• [THE TASK]
Nothing but an exact repetition of the entries should appear in the answer.
----
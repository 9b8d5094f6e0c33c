use serde::{Deserialize, Serialize};

/// Tuning knobs for the challenge engine.
///
/// The defaults are the values the service was calibrated against. The match
/// debounce and the distance threshold are empirical; keep them configurable
/// rather than hard-coded.
#[derive(Debug, Clone, PartialEq, Serialize, Deserialize)]
#[serde(default)]
pub struct EngineConfig {
    /// Width of the analysed/encoded frame in pixels.
    pub target_width: u32,
    /// Height of the analysed/encoded frame in pixels.
    pub target_height: u32,
    /// Distance gate used until a face-target challenge supplies its own.
    pub initial_face_distance_threshold: f32,
    /// How long the oval match must hold before `face_matched` latches.
    pub face_match_debounce_ms: u64,
    /// Attempts older than this no longer count toward the attempt streak.
    pub attempt_reset_interval_ms: u64,
    /// Whether a pre-challenge start view gates frame processing.
    pub start_view_enabled: bool,
}

impl Default for EngineConfig {
    fn default() -> Self {
        Self {
            target_width: 480,
            target_height: 640,
            initial_face_distance_threshold: 0.32,
            face_match_debounce_ms: 1_000,
            attempt_reset_interval_ms: 300_000,
            start_view_enabled: false,
        }
    }
}

#[cfg(test)]
mod tests {
    use super::*;

    #[test]
    fn test_partial_toml_style_json_keeps_defaults() {
        let cfg: EngineConfig =
            serde_json::from_str(r#"{ "face_match_debounce_ms": 250 }"#).unwrap();
        assert_eq!(cfg.face_match_debounce_ms, 250);
        assert_eq!(cfg.target_width, 480);
        assert_eq!(cfg.attempt_reset_interval_ms, 300_000);
    }
}
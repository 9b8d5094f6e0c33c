//! Recording transport: stands in for the verification service connection,
//! keeps upload statistics and optionally writes every event as a JSON line.

use std::fs::File;
use std::io::{BufWriter, Write};
use std::path::Path;
use std::sync::{Mutex, PoisonError};

use anyhow::{Context, Result};
use chrono::{DateTime, SecondsFormat, Utc};
use liveness_core::{ChallengeResponseEvent, CloseCode, LivenessTransport, VideoEvent};
use serde::Serialize;
use sha2::{Digest, Sha256};

#[derive(Debug, Serialize)]
#[serde(tag = "kind", rename_all = "snake_case")]
enum TransportRecord<'a> {
    ChallengeResponse {
        #[serde(flatten)]
        event: &'a ChallengeResponseEvent,
    },
    Video {
        timestamp: String,
        bytes: usize,
        end_of_stream: bool,
    },
    Stop {
        close_code: Option<u16>,
    },
}

/// Totals of everything that went over the wire.
#[derive(Debug, Clone, Default, PartialEq, Eq, Serialize)]
pub struct UploadStats {
    pub challenge_responses: usize,
    pub color_responses: usize,
    pub video_segments: usize,
    pub uploaded_bytes: usize,
    pub end_of_stream_sent: bool,
    /// Close codes of every stop request, in order. `None` is the default code.
    pub stops: Vec<Option<u16>>,
}

struct Recorder {
    stats: UploadStats,
    digest: Sha256,
    out: Option<BufWriter<File>>,
}

pub struct RecordingTransport {
    inner: Mutex<Recorder>,
}

impl RecordingTransport {
    pub fn new() -> Self {
        Self {
            inner: Mutex::new(Recorder {
                stats: UploadStats::default(),
                digest: Sha256::new(),
                out: None,
            }),
        }
    }

    /// Also write each event to `path` as one JSON object per line.
    pub fn with_event_log(path: &Path) -> Result<Self> {
        let file = File::create(path)
            .with_context(|| format!("failed to create event log {}", path.display()))?;
        let transport = Self::new();
        transport.lock().out = Some(BufWriter::new(file));
        Ok(transport)
    }

    fn lock(&self) -> std::sync::MutexGuard<'_, Recorder> {
        self.inner.lock().unwrap_or_else(PoisonError::into_inner)
    }

    pub fn stats(&self) -> UploadStats {
        self.lock().stats.clone()
    }

    /// Hex SHA-256 of the concatenated video payload sent so far.
    pub fn stream_digest(&self) -> String {
        format!("{:x}", self.lock().digest.clone().finalize())
    }

    pub fn flush(&self) -> Result<()> {
        if let Some(out) = self.lock().out.as_mut() {
            out.flush().context("failed to flush event log")?;
        }
        Ok(())
    }
}

impl Default for RecordingTransport {
    fn default() -> Self {
        Self::new()
    }
}

impl Recorder {
    fn record(&mut self, record: &TransportRecord<'_>) {
        let Some(out) = self.out.as_mut() else {
            return;
        };
        let written = serde_json::to_writer(&mut *out, record)
            .map_err(std::io::Error::from)
            .and_then(|()| out.write_all(b"\n"));
        if let Err(e) = written {
            tracing::warn!(error = %e, "failed to write transport event");
        }
    }
}

fn rfc3339(timestamp_ms: i64) -> String {
    DateTime::<Utc>::from_timestamp_millis(timestamp_ms)
        .map(|t| t.to_rfc3339_opts(SecondsFormat::Millis, true))
        .unwrap_or_else(|| timestamp_ms.to_string())
}

impl LivenessTransport for RecordingTransport {
    fn send_challenge_response(&self, event: ChallengeResponseEvent) {
        let mut recorder = self.lock();
        recorder.stats.challenge_responses += 1;
        if matches!(event, ChallengeResponseEvent::ColorChallengeResponse { .. }) {
            recorder.stats.color_responses += 1;
        }
        tracing::debug!(?event, "challenge response");
        recorder.record(&TransportRecord::ChallengeResponse { event: &event });
    }

    fn send_video_event(&self, event: VideoEvent) {
        let mut recorder = self.lock();
        if event.is_end_of_stream() {
            recorder.stats.end_of_stream_sent = true;
        } else {
            recorder.stats.video_segments += 1;
            recorder.stats.uploaded_bytes += event.bytes.len();
            recorder.digest.update(&event.bytes);
        }
        recorder.record(&TransportRecord::Video {
            timestamp: rfc3339(event.timestamp_ms),
            bytes: event.bytes.len(),
            end_of_stream: event.is_end_of_stream(),
        });
    }

    fn stop_session(&self, close_code: Option<CloseCode>) {
        let code = close_code.map(|c| c.code());
        tracing::info!(close_code = ?code, "session stop requested");
        let mut recorder = self.lock();
        recorder.stats.stops.push(code);
        recorder.record(&TransportRecord::Stop { close_code: code });
    }
}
----
• [RESULT OF THE EXERCISE]
repository 9b8d5094f6e0c33c
use serde::{Deserialize, Serialize};

/// Tuning knobs for the challenge engine.
///
/// The defaults are the values the service was calibrated against. The match
/// debounce and the distance threshold are empirical; keep them configurable
/// rather than hard-coded.
#[derive(Debug, Clone, PartialEq, Serialize, Deserialize)]
#[serde(default)]
pub struct EngineConfig {
    /// Width of the analysed/encoded frame in pixels.
    pub target_width: u32,
    /// Height of the analysed/encoded frame in pixels.
    pub target_height: u32,
    /// Distance gate used until a face-target challenge supplies its own.
    pub initial_face_distance_threshold: f32,
    /// How long the oval match must hold before `face_matched` latches.
    pub face_match_debounce_ms: u64,
    /// Attempts older than this no longer count toward the attempt streak.
    pub attempt_reset_interval_ms: u64,
    /// Whether a pre-challenge start view gates frame processing.
    pub start_view_enabled: bool,
}

impl Default for EngineConfig {
    fn default() -> Self {
        Self {
            target_width: 480,
            target_height: 640,
            initial_face_distance_threshold: 0.32,
            face_match_debounce_ms: 1_000,
            attempt_reset_interval_ms: 300_000,
            start_view_enabled: false,
        }
    }
}

#[cfg(test)]
mod tests {
    use super::*;

    #[test]
    fn test_partial_toml_style_json_keeps_defaults() {
        let cfg: EngineConfig =
            serde_json::from_str(r#"{ "face_match_debounce_ms": 250 }"#).unwrap();
        assert_eq!(cfg.face_match_debounce_ms, 250);
        assert_eq!(cfg.target_width, 480);
        assert_eq!(cfg.attempt_reset_interval_ms, 300_000);
    }
}
repository 9b8d5094f6e0c33c
//! Recording transport: stands in for the verification service connection,
//! keeps upload statistics and optionally writes every event as a JSON line.

use std::fs::File;
use std::io::{BufWriter, Write};
use std::path::Path;
use std::sync::{Mutex, PoisonError};

use anyhow::{Context, Result};
use chrono::{DateTime, SecondsFormat, Utc};
use liveness_core::{ChallengeResponseEvent, CloseCode, LivenessTransport, VideoEvent};
use serde::Serialize;
use sha2::{Digest, Sha256};

#[derive(Debug, Serialize)]
#[serde(tag = "kind", rename_all = "snake_case")]
enum TransportRecord<'a> {
    ChallengeResponse {
        #[serde(flatten)]
        event: &'a ChallengeResponseEvent,
    },
    Video {
        timestamp: String,
        bytes: usize,
        end_of_stream: bool,
    },
    Stop {
        close_code: Option<u16>,
    },
}

/// Totals of everything that went over the wire.
#[derive(Debug, Clone, Default, PartialEq, Eq, Serialize)]
pub struct UploadStats {
    pub challenge_responses: usize,
    pub color_responses: usize,
    pub video_segments: usize,
    pub uploaded_bytes: usize,
    pub end_of_stream_sent: bool,
    /// Close codes of every stop request, in order. `None` is the default code.
    pub stops: Vec<Option<u16>>,
}

struct Recorder {
    stats: UploadStats,
    digest: Sha256,
    out: Option<BufWriter<File>>,
}

pub struct RecordingTransport {
    inner: Mutex<Recorder>,
}

impl RecordingTransport {
    pub fn new() -> Self {
        Self {
            inner: Mutex::new(Recorder {
                stats: UploadStats::default(),
                digest: Sha256::new(),
                out: None,
            }),
        }
    }

    /// Also write each event to `path` as one JSON object per line.
    pub fn with_event_log(path: &Path) -> Result<Self> {
        let file = File::create(path)
            .with_context(|| format!("failed to create event log {}", path.display()))?;
        let transport = Self::new();
        transport.lock().out = Some(BufWriter::new(file));
        Ok(transport)
    }

    fn lock(&self) -> std::sync::MutexGuard<'_, Recorder> {
        self.inner.lock().unwrap_or_else(PoisonError::into_inner)
    }

    pub fn stats(&self) -> UploadStats {
        self.lock().stats.clone()
    }

    /// Hex SHA-256 of the concatenated video payload sent so far.
    pub fn stream_digest(&self) -> String {
        format!("{:x}", self.lock().digest.clone().finalize())
    }

    pub fn flush(&self) -> Result<()> {
        if let Some(out) = self.lock().out.as_mut() {
            out.flush().context("failed to flush event log")?;
        }
        Ok(())
    }
}

impl Default for RecordingTransport {
    fn default() -> Self {
        Self::new()
    }
}

impl Recorder {
    fn record(&mut self, record: &TransportRecord<'_>) {
        let Some(out) = self.out.as_mut() else {
            return;
        };
        let written = serde_json::to_writer(&mut *out, record)
            .map_err(std::io::Error::from)
            .and_then(|()| out.write_all(b"\n"));
        if let Err(e) = written {
            tracing::warn!(error = %e, "failed to write transport event");
        }
    }
}

fn rfc3339(timestamp_ms: i64) -> String {
    DateTime::<Utc>::from_timestamp_millis(timestamp_ms)
        .map(|t| t.to_rfc3339_opts(SecondsFormat::Millis, true))
        .unwrap_or_else(|| timestamp_ms.to_string())
}

impl LivenessTransport for RecordingTransport {
    fn send_challenge_response(&self, event: ChallengeResponseEvent) {
        let mut recorder = self.lock();
        recorder.stats.challenge_responses += 1;
        if matches!(event, ChallengeResponseEvent::ColorChallengeResponse { .. }) {
            recorder.stats.color_responses += 1;
        }
        tracing::debug!(?event, "challenge response");
        recorder.record(&TransportRecord::ChallengeResponse { event: &event });
    }

    fn send_video_event(&self, event: VideoEvent) {
        let mut recorder = self.lock();
        if event.is_end_of_stream() {
            recorder.stats.end_of_stream_sent = true;
        } else {
            recorder.stats.video_segments += 1;
            recorder.stats.uploaded_bytes += event.bytes.len();
            recorder.digest.update(&event.bytes);
        }
        recorder.record(&TransportRecord::Video {
            timestamp: rfc3339(event.timestamp_ms),
            bytes: event.bytes.len(),
            end_of_stream: event.is_end_of_stream(),
        });
    }

    fn stop_session(&self, close_code: Option<CloseCode>) {
        let code = close_code.map(|c| c.code());
        tracing::info!(close_code = ?code, "session stop requested");
        let mut recorder = self.lock();
        recorder.stats.stops.push(code);
        recorder.record(&TransportRecord::Stop { close_code: code });
    }
}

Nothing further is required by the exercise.